Some colleagues and I here at Texas Tech are taking a look at training trends in assessment (Click me for the presentation PPT) and the implications that has for the validity of instrument use. After all, if scales are valid indicators of their intended constructs but are not used appropriately or consistently (especially during graduate school when supervision and feedback is the highest/the material the most fresh) then there should be concerned about how this translates into practice, subsequent to graduation. The poster being presented in two weeks is taking a look at personality instruments specifically and there are a few things to note:
- Clinical and Counseling Psychology don’t differ on a majority of training variables (either perceived or actual, skill-based assessment outcomes). Partial results from this are reported in the poster. Assessment is a vital domain of psychology and this supports my position that counseling psychology is just as ready to do it as anyone else in applied psychology
- Frequency of use for personality instruments in training settings mirrors those observed in instrument sales, suggesting practicum is an important part of the training in assessment. Accordingly, courses do not reflect this same pattern and are not likely to prepare people for the instruments they are likely to encounter (e.g., MMPI-2 versus MMPI-2-RF rates).
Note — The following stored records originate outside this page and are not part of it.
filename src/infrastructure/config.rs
//! Options file (`callseq.toml`).
//!
//! ```toml
//! include_stdlib_leaves = true
//! indirect_label_with_hint = false
//! sequence_max_depth = 3
//! sequence_root = "main"
//! emit = "puml"
//! threads = 4
//! ```

use std::path::Path;

use serde::Deserialize;

use crate::domain::options::AnalyzerOptions;
use crate::error::Result;
use crate::ports::EmitFormat;

/// Contents of an options file. Every key is optional.
#[derive(Debug, Clone, Default, PartialEq, Eq, Deserialize)]
#[serde(default)]
pub struct ConfigFile {
    #[serde(flatten)]
    pub analyzer: AnalyzerOptions,
    pub emit: Option<EmitFormat>,
    /// Worker threads, 0 for automatic
    pub threads: usize,
}

impl ConfigFile {
    pub fn from_toml_str(text: &str) -> Result<Self> {
        Ok(toml::from_str(text)?)
    }

    pub fn load(path: &Path) -> Result<Self> {
        let text = std::fs::read_to_string(path)?;
        Self::from_toml_str(&text)
    }
}
/// Source Kind Module
///
/// Decides how an input file is turned into front-end events, and whether a
/// declaration's location counts as user code.

use std::path::Path;

/// Kinds of input callseq understands.
#[derive(Debug, Clone, Copy, PartialEq, Eq)]
pub enum SourceKind {
    /// Rust source, read by the `syn` front end
    Rust,
    /// JSON lines of front-end events written by an external tool
    EventStream,
}

impl SourceKind {
    /// Infer the kind from a file extension.
    pub fn from_extension(ext: &str) -> Option<SourceKind> {
        match ext.to_lowercase().as_str() {
            "rs" => Some(SourceKind::Rust),
            "jsonl" | "events" => Some(SourceKind::EventStream),
            _ => None,
        }
    }

    pub fn from_path(path: &Path) -> Option<SourceKind> {
        path.extension()
            .and_then(|ext| ext.to_str())
            .and_then(Self::from_extension)
    }

    pub fn name(&self) -> &'static str {
        match self {
            SourceKind::Rust => "Rust",
            SourceKind::EventStream => "event stream",
        }
    }
}

impl std::fmt::Display for SourceKind {
    fn fmt(&self, f: &mut std::fmt::Formatter<'_>) -> std::fmt::Result {
        write!(f, "{}", self.name())
    }
}

/// Extensions of files whose function bodies count as user code.
const USER_CODE_EXTENSIONS: &[&str] = &["c", "cc", "cpp", "rs"];

/// Whether a declaration located in `file` is user code (a physical source
/// file rather than a header).
pub fn is_user_code_path(file: &str) -> bool {
    Path::new(file)
        .extension()
        .and_then(|ext| ext.to_str())
        .map(|ext| USER_CODE_EXTENSIONS.contains(&ext))
        .unwrap_or(false)
}

#[cfg(test)]
mod tests {
    use super::*;

    #[test]
    fn test_from_extension() {
        assert_eq!(SourceKind::from_extension("rs"), Some(SourceKind::Rust));
        assert_eq!(SourceKind::from_extension("JSONL"), Some(SourceKind::EventStream));
        assert_eq!(SourceKind::from_extension("events"), Some(SourceKind::EventStream));
        assert_eq!(SourceKind::from_extension("c"), None);
    }

    #[test]
    fn test_from_path() {
        assert_eq!(SourceKind::from_path(Path::new("src/main.rs")), Some(SourceKind::Rust));
        assert_eq!(SourceKind::from_path(Path::new("out/tu.jsonl")), Some(SourceKind::EventStream));
        assert_eq!(SourceKind::from_path(Path::new("Makefile")), None);
    }

    #[test]
    fn test_user_code_paths() {
        assert!(is_user_code_path("sample/some_test.c"));
        assert!(is_user_code_path("src/lib.rs"));
        assert!(is_user_code_path("x.cpp"));
        assert!(!is_user_code_path("sample/externFunc.h"));
        assert!(!is_user_code_path("stdio"));
    }
}
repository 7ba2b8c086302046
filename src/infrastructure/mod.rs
// Infrastructure implementations for callseq: front ends, input discovery,
// the options file and thread pool setup.

pub mod concurrency;
pub mod config;
pub mod event_reader;
pub mod source_loader;
pub mod syn_frontend;

pub use event_reader::EventStreamFrontEnd;
pub use source_loader::{SourceFile, SourceLoader};
pub use syn_frontend::SynFrontEnd;

use crate::domain::source_kind::SourceKind;
use crate::ports::FrontEnd;

/// Front end that reads inputs of `kind`.
pub fn front_end_for(kind: SourceKind) -> &'static dyn FrontEnd {
    match kind {
        SourceKind::Rust => &SynFrontEnd,
        SourceKind::EventStream => &EventStreamFrontEnd,
    }
}
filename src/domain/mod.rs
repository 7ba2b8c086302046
// Domain model for callseq: classification, graph building, sequence
// synthesis, identifiers and the persistence port.

pub mod callgraph;
pub mod classify;
pub mod events;
pub mod identity;
pub mod options;
pub mod sequence;
pub mod source_kind;
pub mod store;
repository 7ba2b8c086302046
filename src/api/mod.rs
pub mod dto;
- Skills in the interpretation of the MMPI-2 hold over fairly well into the MMPI-2-RF, with no significant differences between narrative profile interpretation or symptom frequency (unreported here) estimation.
- Most individuals completed the entire study, but a sizable portion quit the moment they were asked to interpret personality measures. This is not an issue of data missing completely at random and suggests that there is a distinctive reaction by graduate students when they see personality assessment tasks. I suspect its tied to competency and self-perceptions of under-preparedness. Conclusions about how stable objective personality measure interpretations are is greatly limited by this sizable, self-selected exclusion by participants.
- There are substantial variations in training patterns with regards to what is reported in personality testing instruments for objective personality measures. As neuropsychological assessment is doing, there should be a more standardized practice of reporting results so as to improve personality assessment.
Disclaimer: Data here represents a preliminary analysis of the project and cover only selected thematic results. Results here are consistent with those seen in the full sample. Full results are being prepared for paper and will follow in a subsequent post in the future.
Personal Impression from results: As a field, we cannot focus exclusively on scale validity/treatment efficacy/etc. to ensure that training of those topics is sufficient. There needs to be an APA-led initiative on training standards so that we can ensure fidelity and adhere to our role as social scientists.